Gather each line in the entries that includes the string "buff".

START GIVEN RECORDS

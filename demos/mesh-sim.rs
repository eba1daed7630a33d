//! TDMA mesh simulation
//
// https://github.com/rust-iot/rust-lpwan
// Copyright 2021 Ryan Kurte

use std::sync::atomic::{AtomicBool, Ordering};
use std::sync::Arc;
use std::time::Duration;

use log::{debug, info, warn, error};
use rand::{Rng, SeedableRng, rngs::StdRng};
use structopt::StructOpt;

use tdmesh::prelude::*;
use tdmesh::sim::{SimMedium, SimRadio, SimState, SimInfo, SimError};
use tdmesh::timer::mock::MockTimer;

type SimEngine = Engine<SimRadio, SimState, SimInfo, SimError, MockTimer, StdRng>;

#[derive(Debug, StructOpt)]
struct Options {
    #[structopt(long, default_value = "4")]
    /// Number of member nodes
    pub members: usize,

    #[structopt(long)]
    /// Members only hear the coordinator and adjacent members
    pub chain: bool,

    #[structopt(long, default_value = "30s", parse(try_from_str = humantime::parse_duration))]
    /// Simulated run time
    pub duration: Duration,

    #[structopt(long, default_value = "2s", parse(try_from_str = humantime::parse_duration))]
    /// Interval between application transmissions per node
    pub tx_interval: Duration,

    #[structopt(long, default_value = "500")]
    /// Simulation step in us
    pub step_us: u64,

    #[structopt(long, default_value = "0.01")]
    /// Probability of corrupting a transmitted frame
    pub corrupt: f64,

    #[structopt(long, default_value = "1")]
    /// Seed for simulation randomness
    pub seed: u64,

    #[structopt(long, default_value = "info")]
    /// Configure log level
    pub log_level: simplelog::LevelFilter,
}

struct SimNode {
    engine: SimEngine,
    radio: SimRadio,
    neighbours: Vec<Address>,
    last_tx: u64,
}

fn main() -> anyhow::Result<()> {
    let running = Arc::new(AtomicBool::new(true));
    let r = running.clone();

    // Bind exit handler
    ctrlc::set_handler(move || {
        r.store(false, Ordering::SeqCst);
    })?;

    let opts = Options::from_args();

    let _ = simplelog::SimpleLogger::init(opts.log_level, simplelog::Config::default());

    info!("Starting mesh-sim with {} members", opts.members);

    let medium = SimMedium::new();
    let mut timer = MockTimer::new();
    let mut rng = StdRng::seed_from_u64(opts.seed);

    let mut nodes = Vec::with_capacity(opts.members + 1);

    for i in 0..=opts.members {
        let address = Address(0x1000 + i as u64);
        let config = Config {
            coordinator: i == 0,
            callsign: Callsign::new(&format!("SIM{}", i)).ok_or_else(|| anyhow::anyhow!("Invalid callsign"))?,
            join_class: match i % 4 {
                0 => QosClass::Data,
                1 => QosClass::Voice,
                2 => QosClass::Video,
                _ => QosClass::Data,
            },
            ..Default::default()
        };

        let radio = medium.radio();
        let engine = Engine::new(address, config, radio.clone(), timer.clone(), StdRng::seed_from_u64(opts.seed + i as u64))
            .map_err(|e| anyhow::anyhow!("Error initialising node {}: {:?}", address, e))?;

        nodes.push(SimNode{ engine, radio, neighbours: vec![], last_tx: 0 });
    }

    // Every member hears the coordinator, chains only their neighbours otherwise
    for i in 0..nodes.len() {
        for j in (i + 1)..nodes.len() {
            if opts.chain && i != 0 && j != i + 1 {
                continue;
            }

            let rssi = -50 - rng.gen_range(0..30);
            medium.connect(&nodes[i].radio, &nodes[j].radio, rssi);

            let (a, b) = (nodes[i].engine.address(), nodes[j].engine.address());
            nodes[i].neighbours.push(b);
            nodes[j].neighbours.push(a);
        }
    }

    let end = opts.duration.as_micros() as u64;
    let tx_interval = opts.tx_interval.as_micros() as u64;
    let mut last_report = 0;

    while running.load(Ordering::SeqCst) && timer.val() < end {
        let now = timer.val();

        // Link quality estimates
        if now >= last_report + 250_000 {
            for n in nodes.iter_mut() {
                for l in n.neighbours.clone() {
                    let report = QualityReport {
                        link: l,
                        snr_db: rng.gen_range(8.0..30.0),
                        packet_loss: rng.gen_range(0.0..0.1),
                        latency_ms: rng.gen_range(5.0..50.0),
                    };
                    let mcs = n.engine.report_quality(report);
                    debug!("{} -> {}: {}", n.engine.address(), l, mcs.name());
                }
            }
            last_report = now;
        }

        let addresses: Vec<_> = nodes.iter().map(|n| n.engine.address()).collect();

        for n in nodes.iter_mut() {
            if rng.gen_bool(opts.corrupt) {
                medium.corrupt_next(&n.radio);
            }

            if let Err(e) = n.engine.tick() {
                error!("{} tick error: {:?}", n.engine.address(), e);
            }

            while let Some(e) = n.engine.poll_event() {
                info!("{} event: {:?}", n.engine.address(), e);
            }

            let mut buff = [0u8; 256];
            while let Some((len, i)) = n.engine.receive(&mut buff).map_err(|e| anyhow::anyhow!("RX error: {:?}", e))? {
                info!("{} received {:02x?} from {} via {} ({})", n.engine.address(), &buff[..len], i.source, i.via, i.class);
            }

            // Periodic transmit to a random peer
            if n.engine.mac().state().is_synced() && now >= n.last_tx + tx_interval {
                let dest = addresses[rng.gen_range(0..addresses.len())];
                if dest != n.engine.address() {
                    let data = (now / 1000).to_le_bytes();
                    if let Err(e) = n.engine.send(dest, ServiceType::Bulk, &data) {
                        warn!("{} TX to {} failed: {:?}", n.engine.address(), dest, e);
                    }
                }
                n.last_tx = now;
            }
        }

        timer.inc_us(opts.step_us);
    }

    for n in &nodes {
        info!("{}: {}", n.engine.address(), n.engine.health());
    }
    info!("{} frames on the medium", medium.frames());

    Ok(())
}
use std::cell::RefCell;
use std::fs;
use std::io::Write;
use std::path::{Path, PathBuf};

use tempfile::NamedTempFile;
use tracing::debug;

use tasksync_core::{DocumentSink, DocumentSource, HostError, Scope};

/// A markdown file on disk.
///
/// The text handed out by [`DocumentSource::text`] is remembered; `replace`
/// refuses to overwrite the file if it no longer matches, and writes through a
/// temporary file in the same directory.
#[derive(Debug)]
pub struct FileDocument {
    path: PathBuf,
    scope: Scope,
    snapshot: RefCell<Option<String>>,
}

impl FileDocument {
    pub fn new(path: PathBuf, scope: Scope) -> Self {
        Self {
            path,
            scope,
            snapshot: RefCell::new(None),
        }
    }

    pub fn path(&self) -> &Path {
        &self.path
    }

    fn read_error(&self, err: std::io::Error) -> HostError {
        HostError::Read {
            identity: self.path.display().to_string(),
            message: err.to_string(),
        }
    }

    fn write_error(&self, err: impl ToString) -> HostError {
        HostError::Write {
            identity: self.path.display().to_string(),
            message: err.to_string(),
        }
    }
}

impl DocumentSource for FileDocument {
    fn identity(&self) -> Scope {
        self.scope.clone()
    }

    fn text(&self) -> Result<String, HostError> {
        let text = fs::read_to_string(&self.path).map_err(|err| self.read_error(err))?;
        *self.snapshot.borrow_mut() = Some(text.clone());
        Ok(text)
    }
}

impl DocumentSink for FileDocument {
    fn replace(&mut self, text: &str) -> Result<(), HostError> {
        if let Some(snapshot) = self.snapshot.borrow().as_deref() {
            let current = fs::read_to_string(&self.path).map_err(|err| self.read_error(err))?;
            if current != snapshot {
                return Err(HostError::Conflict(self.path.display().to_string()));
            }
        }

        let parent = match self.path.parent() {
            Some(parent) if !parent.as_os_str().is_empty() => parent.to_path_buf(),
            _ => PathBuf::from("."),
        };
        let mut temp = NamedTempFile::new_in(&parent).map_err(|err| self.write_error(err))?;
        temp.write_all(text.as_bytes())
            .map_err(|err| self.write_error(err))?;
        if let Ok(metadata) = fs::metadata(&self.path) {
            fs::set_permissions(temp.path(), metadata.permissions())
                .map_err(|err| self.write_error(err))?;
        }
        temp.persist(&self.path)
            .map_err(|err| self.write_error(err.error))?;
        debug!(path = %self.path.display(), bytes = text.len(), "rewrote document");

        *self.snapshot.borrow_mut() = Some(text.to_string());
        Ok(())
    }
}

END GIVEN RECORDS

• COMPLETED TASK:
            let mut buff = [0u8; 256];
            while let Some((len, i)) = n.engine.receive(&mut buff).map_err(|e| anyhow::anyhow!("RX error: {:?}", e))? {
                info!("{} received {:02x?} from {} via {} ({})", n.engine.address(), &buff[..len], i.source, i.via, i.class);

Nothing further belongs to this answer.